Customizing Graphs

You’ve seen how easy it is to build simple graphs in stages, starting with plot(). Now you can begin to enhance those graphs, using the many options R provides.

Changing Character Sizes: The cex Option

The cex (for character expand) function allows you to expand or shrink characters within a graph, which can be very useful. You can use it as a named parameter in various graphing functions. For instance, you may wish to draw the text “abc” at some point, say (2.5,4), in your graph but with a larger font, in order to call attention to this particular text. You could do this by typing the following:

text(2.5,4,"abc",cex = 1.5)

This prints the same text as in our earlier example but with characters 1.5 times the normal size.

Changing the Range of Axes: The xlim and ylim Options

You may wish to have the ranges on the x- and y-axes of your plot be broader or narrower than the default. This is especially useful if you will be displaying several curves in the same graph.

You can adjust the axes by specifying the xlim and/or ylim parameters in your call to plot() or points(). For example, ylim=c(0,90000) specifies a range on the y-axis of 0 to 90,000.

If you have several curves and do not specify xlim and/or ylim, you should draw the tallest curve first so there is room for all of them. Otherwise, R will fit the plot to the first one your draw and then cut off taller ones at the top! We took this approach earlier, when we plotted two density estimates on the same graph (Figure 12-3 and Figure 12-4). Instead, we could have first found the highest values of the two density estimates. For d1, we find the following:

> d1

Call:
    density.default(x = testscores$Exam1, from = 0, to = 100)
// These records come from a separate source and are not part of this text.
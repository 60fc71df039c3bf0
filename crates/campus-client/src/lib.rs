//! # campus-client
//!
//! Application core of the campus channels app: the shared [`AppState`],
//! command handlers, the [`view::ViewController`] screen state machine and
//! the assistant / push adapters.  The `campus` binary drives it from a
//! terminal.

pub mod assistant;
pub mod commands;
pub mod config;
pub mod error;
pub mod events;
pub mod push;
pub mod state;
pub mod view;

use std::sync::Arc;

use tracing::{info, warn};
use tracing_subscriber::{fmt, EnvFilter};

use campus_store::{Database, KeyValueStore, MemoryStore, Registry};

use crate::assistant::gemini::GeminiAssistant;
use crate::assistant::{Assistant, DisabledAssistant};
use crate::config::ClientConfig;
use crate::state::{AppState, SharedState};

/// Install the global tracing subscriber.  `RUST_LOG` overrides the default
/// filter.
pub fn init_tracing() {
    let filter = EnvFilter::try_from_default_env()
        .unwrap_or_else(|_| EnvFilter::new("campus_client_lib=debug,campus_store=info,warn"));

    fmt()
        .with_env_filter(filter)
        .with_target(true)
        .with_thread_ids(false)
        .with_file(false)
        .with_line_number(false)
        .init();
}

/// Assemble the application state from `config`.
///
/// The persisted store falls back to memory when the database cannot be
/// opened, and the assistant to [`DisabledAssistant`] when no API key is set
/// or the HTTP client cannot be built.
pub fn build_state(config: ClientConfig) -> SharedState {
    let opened = match &config.data_dir {
        Some(dir) => Database::open_in_dir(dir),
        None => Database::new(),
    };
    let storage: Box<dyn KeyValueStore> = match opened {
        Ok(db) => {
            info!(path = ?db.path(), "Opened local store");
            Box::new(db)
        }
        Err(e) => {
            warn!(error = %e, "Local store unavailable, session will not persist");
            Box::new(MemoryStore::new())
        }
    };

    let assistant: Arc<dyn Assistant> = match GeminiAssistant::from_config(&config.gemini) {
        Ok(Some(gemini)) => {
            info!(model = %config.gemini.model, "Assistant enabled");
            Arc::new(gemini)
        }
        Ok(None) => {
            info!("GEMINI_API_KEY not set, assistant disabled");
            Arc::new(DisabledAssistant)
        }
        Err(e) => {
            warn!(error = %e, "Assistant client could not be built, assistant disabled");
            Arc::new(DisabledAssistant)
        }
    };

    AppState::new(config, Box::new(Registry::seeded()), storage, assistant).into_shared()
}


#[cfg(test)]
mod tests {
    use super::*;

    #[test]
    fn build_state_persists_session_in_data_dir() {
        let dir = tempfile::tempdir().unwrap();
        let config = ClientConfig {
            data_dir: Some(dir.path().to_path_buf()),
            ..ClientConfig::default()
        };

        let shared = build_state(config.clone());
        {
            let mut guard = state::lock(&shared).unwrap();
            guard.storage.set("probe", "1").unwrap();
        }
        drop(shared);

        let reopened = build_state(config);
        let guard = state::lock(&reopened).unwrap();
        assert_eq!(guard.storage.get("probe").unwrap().as_deref(), Some("1"));
    }
}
Data: testscores$Exam1 (39 obs.);    Bandwidth 'bw' = 6.967

       x             y
 Min.   :  0   Min.   :1.423e-07
 1st Qu.: 25   1st Qu.:1.629e-03
 Median : 50   Median :9.442e-03
 Mean   : 50   Mean   :9.844e-03
 3rd Qu.: 75   3rd Qu.:1.756e-02
 Max.   :100   Max.   :2.156e-02

So, the largest y-value is 0.022. For d2, it was only 0.017. That means we should have plenty of room if we set ylim at 0.03. Here is how we could draw the two plots on the same picture:

> plot(c(0, 100), c(0, 0.03), type = "n", xlab="score", ylab="density")
> lines(d2)
> lines(d1)

First we drew the bare-bones plot—just axes without innards, as shown in Figure 12-7. The first two arguments to plot() give xlim and ylim, so that the lower and upper limits on the Y axis will be 0 and 0.03. Calling lines() twice then fills in the graph, yielding Figure 12-8 and Figure 12-9. (Either of the two lines() calls could come first, as we’ve left enough room.)

Figure 12-7. Axes only

Figure 12-8. Addition of d2

Figure 12-9. Addition of d1

Adding a Polygon: The polygon() Function

You can use polygon() to draw arbitrary polygonal objects. For example, the following code draws the graph of the function f(x) = 1 - e^-x and then adds a rectangle that approximates the area under the curve from x = 1.2 to x = 1.4.
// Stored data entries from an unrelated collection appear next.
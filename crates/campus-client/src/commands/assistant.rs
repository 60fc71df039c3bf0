//! Assistant panel commands.  Backend failures never reach the caller: they
//! are logged and replaced by the fallback reply or the disabled notice.

use std::sync::Arc;

use tracing::{debug, warn};

use campus_shared::types::Language;

use crate::assistant::{disabled_notice, fallback_reply, fallback_text, Assistant, AssistantError, AssistantReply};
use crate::error::CommandError;
use crate::state::{lock, SharedState};

fn backend(state: &SharedState) -> Result<Arc<dyn Assistant>, CommandError> {
    Ok(Arc::clone(&lock(state)?.assistant))
}

/// Ask a free-form question, answered in `language`.
pub async fn ask(state: &SharedState, prompt: &str, language: Language) -> Result<AssistantReply, CommandError> {
    let prompt = prompt.trim();
    if prompt.is_empty() {
        return Err(CommandError::InvalidInput("Question is empty".into()));
    }

    let assistant = backend(state)?;
    match assistant.ask(prompt, language).await {
        Ok(reply) => {
            debug!(sources = reply.sources.len(), audio = reply.audio.is_some(), "Assistant answered");
            Ok(reply)
        }
        Err(AssistantError::NotConfigured) => Ok(AssistantReply {
            text: disabled_notice(prompt),
            audio: None,
            sources: Vec::new(),
        }),
        Err(e) => {
            warn!(error = %e, "Assistant request failed");
            Ok(fallback_reply(language))
        }
    }
}

/// Translate `text` into `target`.  On failure the apology is given in
/// `ui_language`, the language the user is reading.
pub async fn translate(
    state: &SharedState,
    text: &str,
    target: Language,
    ui_language: Language,
) -> Result<String, CommandError> {
    let text = text.trim();
    if text.is_empty() {
        return Err(CommandError::InvalidInput("Nothing to translate".into()));
    }

    let assistant = backend(state)?;
    match assistant.translate(text, target).await {
        Ok(translated) => Ok(translated),
        Err(AssistantError::NotConfigured) => Ok(disabled_notice(text)),
        Err(e) => {
            warn!(error = %e, target = target.code(), "Translation failed");
            Ok(fallback_text(ui_language).to_string())
        }
    }
}
//! Client configuration loaded from environment variables.
//!
//! All settings have sensible defaults so the client can start with zero
//! configuration for local development.

use std::path::PathBuf;
use std::time::Duration;

use campus_shared::constants::DEFAULT_SPLASH_MS;

/// What `update_user` does when the record's id is unknown to the registry.
#[derive(Debug, Clone, Copy, PartialEq, Eq)]
pub enum UpdatePolicy {
    /// Fail with `NotFound`; neither registry nor session is written.
    Strict,
    /// Insert the record so the registry and the session stay in step.
    Upsert,
}

impl UpdatePolicy {
    fn parse(s: &str) -> Option<Self> {
        match s.trim().to_ascii_lowercase().as_str() {
            "strict" => Some(Self::Strict),
            "upsert" => Some(Self::Upsert),
            _ => None,
        }
    }
}

/// Whether subscribing charges the student's wallet.
#[derive(Debug, Clone, Copy, PartialEq, Eq)]
pub enum PaymentMode {
    /// The price is displayed but nothing is debited.
    Cosmetic,
    /// The price is debited; a short balance fails the subscription.
    Debit,
}

impl PaymentMode {
    fn parse(s: &str) -> Option<Self> {
        match s.trim().to_ascii_lowercase().as_str() {
            "cosmetic" => Some(Self::Cosmetic),
            "debit" => Some(Self::Debit),
            _ => None,
        }
    }
}

/// Generative-AI backend settings.
#[derive(Clone)]
pub struct GeminiConfig {
    /// Env: `GEMINI_API_KEY`.  `None` disables the assistant.
    pub api_key: Option<String>,
    /// Env: `GEMINI_MODEL`
    pub model: String,
    /// Env: `GEMINI_API_URL`
    pub base_url: String,
    pub timeout: Duration,
}

impl Default for GeminiConfig {
    fn default() -> Self {
        Self {
            api_key: None,
            model: "gemini-2.0-flash".to_string(),
            base_url: "https://generativelanguage.googleapis.com/v1beta".to_string(),
            timeout: Duration::from_secs(30),
        }
    }
}

impl std::fmt::Debug for GeminiConfig {
    fn fmt(&self, f: &mut std::fmt::Formatter<'_>) -> std::fmt::Result {
        f.debug_struct("GeminiConfig")
            .field("api_key", &self.api_key.as_ref().map(|_| "<redacted>"))
            .field("model", &self.model)
            .field("base_url", &self.base_url)
            .field("timeout", &self.timeout)
            .finish()
    }
}

/// Client configuration.
#[derive(Debug, Clone)]
pub struct ClientConfig {
    /// Directory holding the persisted store.
    /// Env: `CAMPUS_DATA_DIR`
    /// Default: platform data directory.
    pub data_dir: Option<PathBuf>,

    /// Simulated latency applied to every async command.
    /// Env: `CAMPUS_LATENCY_MS`
    /// Default: `0`
    pub latency: Duration,

    /// How long the splash screen stays up.
    /// Env: `CAMPUS_SPLASH_MS`
    /// Default: `2000`
    pub splash: Duration,

    /// Env: `CAMPUS_UPDATE_POLICY` (strict/upsert)
    /// Default: `upsert`
    pub update_policy: UpdatePolicy,

    /// Env: `CAMPUS_PAYMENT_MODE` (cosmetic/debit)
    /// Default: `cosmetic`
    pub payment_mode: PaymentMode,

    pub gemini: GeminiConfig,
}

impl Default for ClientConfig {
    fn default() -> Self {
        Self {
            data_dir: None,
            latency: Duration::ZERO,
            splash: Duration::from_millis(DEFAULT_SPLASH_MS),
            update_policy: UpdatePolicy::Upsert,
            payment_mode: PaymentMode::Cosmetic,
            gemini: GeminiConfig::default(),
        }
    }
}

impl ClientConfig {
    /// Load configuration from environment variables, falling back to defaults.
    pub fn from_env() -> Self {
        Self::from_lookup(|name| std::env::var(name).ok())
    }

    /// Build a configuration from an arbitrary variable source.
    pub fn from_lookup(var: impl Fn(&str) -> Option<String>) -> Self {
        let mut config = Self::default();

        if let Some(dir) = var("CAMPUS_DATA_DIR") {
            if !dir.is_empty() {
                config.data_dir = Some(PathBuf::from(dir));
            }
        }

        if let Some(val) = var("CAMPUS_LATENCY_MS") {
            match parse_millis(&val) {
                Ok(d) => config.latency = d,
                Err(e) => tracing::warn!(value = %val, error = %e, "Invalid CAMPUS_LATENCY_MS, using default"),
            }
        }

        if let Some(val) = var("CAMPUS_SPLASH_MS") {
            match parse_millis(&val) {
                Ok(d) => config.splash = d,
                Err(e) => tracing::warn!(value = %val, error = %e, "Invalid CAMPUS_SPLASH_MS, using default"),
            }
        }

        if let Some(val) = var("CAMPUS_UPDATE_POLICY") {
            match UpdatePolicy::parse(&val) {
                Some(p) => config.update_policy = p,
                None => tracing::warn!(value = %val, "Invalid CAMPUS_UPDATE_POLICY, using default"),
            }
        }

        if let Some(val) = var("CAMPUS_PAYMENT_MODE") {
            match PaymentMode::parse(&val) {
                Some(m) => config.payment_mode = m,
                None => tracing::warn!(value = %val, "Invalid CAMPUS_PAYMENT_MODE, using default"),
            }
        }

        if let Some(key) = var("GEMINI_API_KEY") {
            if !key.is_empty() {
                config.gemini.api_key = Some(key);
            }
        }

        if let Some(model) = var("GEMINI_MODEL") {
            config.gemini.model = model;
        }

        if let Some(url) = var("GEMINI_API_URL") {
            config.gemini.base_url = url.trim_end_matches('/').to_string();
        }

        config
    }
}

fn parse_millis(s: &str) -> Result<Duration, String> {
    s.trim()
        .parse::<u64>()
        .map(Duration::from_millis)
        .map_err(|e| format!("expected milliseconds: {e}"))
}

#[cfg(test)]
mod tests {
    use std::collections::HashMap;

    use super::*;

    fn lookup(pairs: &[(&str, &str)]) -> impl Fn(&str) -> Option<String> {
        let map: HashMap<String, String> = pairs
            .iter()
            .map(|(k, v)| (k.to_string(), v.to_string()))
            .collect();
        move |name| map.get(name).cloned()
    }

    #[test]
    fn test_default_config() {
        let config = ClientConfig::default();
        assert_eq!(config.latency, Duration::ZERO);
        assert_eq!(config.update_policy, UpdatePolicy::Upsert);
        assert_eq!(config.payment_mode, PaymentMode::Cosmetic);
        assert!(config.gemini.api_key.is_none());
    }

    #[test]
    fn test_overrides_from_variables() {
        let config = ClientConfig::from_lookup(lookup(&[
            ("CAMPUS_LATENCY_MS", "250"),
            ("CAMPUS_UPDATE_POLICY", "Strict"),
            ("CAMPUS_PAYMENT_MODE", "debit"),
            ("GEMINI_API_KEY", "k"),
            ("GEMINI_API_URL", "http://localhost:9000/"),
        ]));
        assert_eq!(config.latency, Duration::from_millis(250));
        assert_eq!(config.update_policy, UpdatePolicy::Strict);
        assert_eq!(config.payment_mode, PaymentMode::Debit);
        assert_eq!(config.gemini.api_key.as_deref(), Some("k"));
        assert_eq!(config.gemini.base_url, "http://localhost:9000");
    }

    #[test]
    fn test_invalid_values_keep_defaults() {
        let config = ClientConfig::from_lookup(lookup(&[
            ("CAMPUS_SPLASH_MS", "soon"),
            ("CAMPUS_PAYMENT_MODE", "card"),
        ]));
        assert_eq!(config.splash, Duration::from_millis(DEFAULT_SPLASH_MS));
        assert_eq!(config.payment_mode, PaymentMode::Cosmetic);
    }

    #[test]
    fn test_api_key_is_redacted_in_debug() {
        let mut config = ClientConfig::default();
        config.gemini.api_key = Some("secret".into());
        assert!(!format!("{config:?}").contains("secret"));
    }
}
> f <- function(x) return(1-exp(-x))
> curve(f,0,2)
> polygon(c(1.2,1.4,1.4,1.2),c(0,0,f(1.3),f(1.3)),col="gray")

The result is shown in Figure 12-10.

In the call to polygon() here, the first argument is the set of x-coordinates for the rectangle, and the second argument specifies the y-coordinates. The third argument specifies that the rectangle in this case should be shaded in solid gray.
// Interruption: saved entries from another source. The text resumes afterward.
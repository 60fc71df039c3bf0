//! The data-access interface the client layer is written against.
//!
//! [`Registry`] is the production implementation; tests may substitute their
//! own.  All methods are synchronous and run to completion under the
//! caller's lock, so a multi-step workflow built from them is atomic.

use campus_shared::types::{ChannelId, ChatId, Role, UserId};

use crate::error::Result;
use crate::models::{Channel, Message, NewContent, PrivateChat, User};
use crate::registry::Registry;

pub trait Repository: Send {
    // users
    fn get_user(&self, id: &UserId) -> Result<User>;
    fn find_user_by_login(&self, email: &str, role: Role) -> Option<User>;
    fn list_users(&self, role: Option<Role>) -> Vec<User>;
    fn insert_user(&mut self, user: User) -> Result<User>;
    fn replace_user(&mut self, user: User) -> Result<User>;
    fn upsert_user(&mut self, user: User) -> Result<User>;
    fn credit_stars(&mut self, id: &UserId, amount: u32) -> Result<User>;
    fn set_balance(&mut self, id: &UserId, balance: u64) -> Result<User>;

    // channels
    fn get_channel(&self, id: &ChannelId) -> Result<Channel>;
    fn list_channels(&self, university: Option<&str>, college: Option<&str>) -> Vec<Channel>;
    fn list_channels_owned_by(&self, professor_id: &UserId) -> Vec<Channel>;
    fn create_channel(
        &mut self,
        professor_id: &UserId,
        name: &str,
        university: &str,
        college: &str,
    ) -> Result<Channel>;
    fn publish_content(&mut self, id: &ChannelId, content: NewContent) -> Result<Channel>;
    fn append_channel_message(&mut self, id: &ChannelId, message: Message) -> Result<Channel>;
    fn add_subscriber(&mut self, id: &ChannelId, user_id: &UserId) -> Result<(Channel, bool)>;

    // private chats
    fn get_chat(&self, id: &ChatId) -> Result<PrivateChat>;
    fn list_chats_for(&self, user_id: &UserId) -> Vec<PrivateChat>;
    fn get_or_create_chat(&mut self, a: &UserId, b: &UserId) -> (PrivateChat, bool);
    fn append_chat_message(&mut self, id: &ChatId, message: Message) -> Result<PrivateChat>;
}

impl Repository for Registry {
    fn get_user(&self, id: &UserId) -> Result<User> {
        Registry::get_user(self, id)
    }

    fn find_user_by_login(&self, email: &str, role: Role) -> Option<User> {
        Registry::find_user_by_login(self, email, role)
    }

    fn list_users(&self, role: Option<Role>) -> Vec<User> {
        Registry::list_users(self, role)
    }

    fn insert_user(&mut self, user: User) -> Result<User> {
        Registry::insert_user(self, user)
    }

    fn replace_user(&mut self, user: User) -> Result<User> {
        Registry::replace_user(self, user)
    }

    fn upsert_user(&mut self, user: User) -> Result<User> {
        Registry::upsert_user(self, user)
    }

    fn credit_stars(&mut self, id: &UserId, amount: u32) -> Result<User> {
        Registry::credit_stars(self, id, amount)
    }

    fn set_balance(&mut self, id: &UserId, balance: u64) -> Result<User> {
        Registry::set_balance(self, id, balance)
    }

    fn get_channel(&self, id: &ChannelId) -> Result<Channel> {
        Registry::get_channel(self, id)
    }

    fn list_channels(&self, university: Option<&str>, college: Option<&str>) -> Vec<Channel> {
        Registry::list_channels(self, university, college)
    }

    fn list_channels_owned_by(&self, professor_id: &UserId) -> Vec<Channel> {
        Registry::list_channels_owned_by(self, professor_id)
    }

    fn create_channel(
        &mut self,
        professor_id: &UserId,
        name: &str,
        university: &str,
        college: &str,
    ) -> Result<Channel> {
        Registry::create_channel(self, professor_id, name, university, college)
    }

    fn publish_content(&mut self, id: &ChannelId, content: NewContent) -> Result<Channel> {
        Registry::publish_content(self, id, content)
    }

    fn append_channel_message(&mut self, id: &ChannelId, message: Message) -> Result<Channel> {
        Registry::append_channel_message(self, id, message)
    }

    fn add_subscriber(&mut self, id: &ChannelId, user_id: &UserId) -> Result<(Channel, bool)> {
        Registry::add_subscriber(self, id, user_id)
    }

    fn get_chat(&self, id: &ChatId) -> Result<PrivateChat> {
        Registry::get_chat(self, id)
    }

    fn list_chats_for(&self, user_id: &UserId) -> Vec<PrivateChat> {
        Registry::list_chats_for(self, user_id)
    }

    fn get_or_create_chat(&mut self, a: &UserId, b: &UserId) -> (PrivateChat, bool) {
        Registry::get_or_create_chat(self, a, b)
    }

    fn append_chat_message(&mut self, id: &ChatId, message: Message) -> Result<PrivateChat> {
        Registry::append_chat_message(self, id, message)
    }
}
As another example, we could use the density argument to fill the rectangle with striping. This call specifies 10 lines per inch:

> polygon(c(1.2,1.4,1.4,1.2),c(0,0,f(1.3),f(1.3)),density=10)

Figure 12-10. Rectangular area strip

Smoothing Points: The lowess() and loess() Functions

Just plotting a cloud of points, connected or not, may give you nothing but an uninformative mess. In many cases, it is better to smooth out the data by fitting a nonparametric regression estimator such as lowess().

Let’s do that for our test score data. We’ll plot the scores of exam 2 against those of exam 1:

> plot(testscores)
> lines(lowess(testscores))

The result is shown in Figure 12-11.

A newer alternative to lowess() is loess(). The two functions are similar but have different defaults and other options. You need some advanced knowledge of statistics to appreciate the differences. Use whichever you find gives better smoothing.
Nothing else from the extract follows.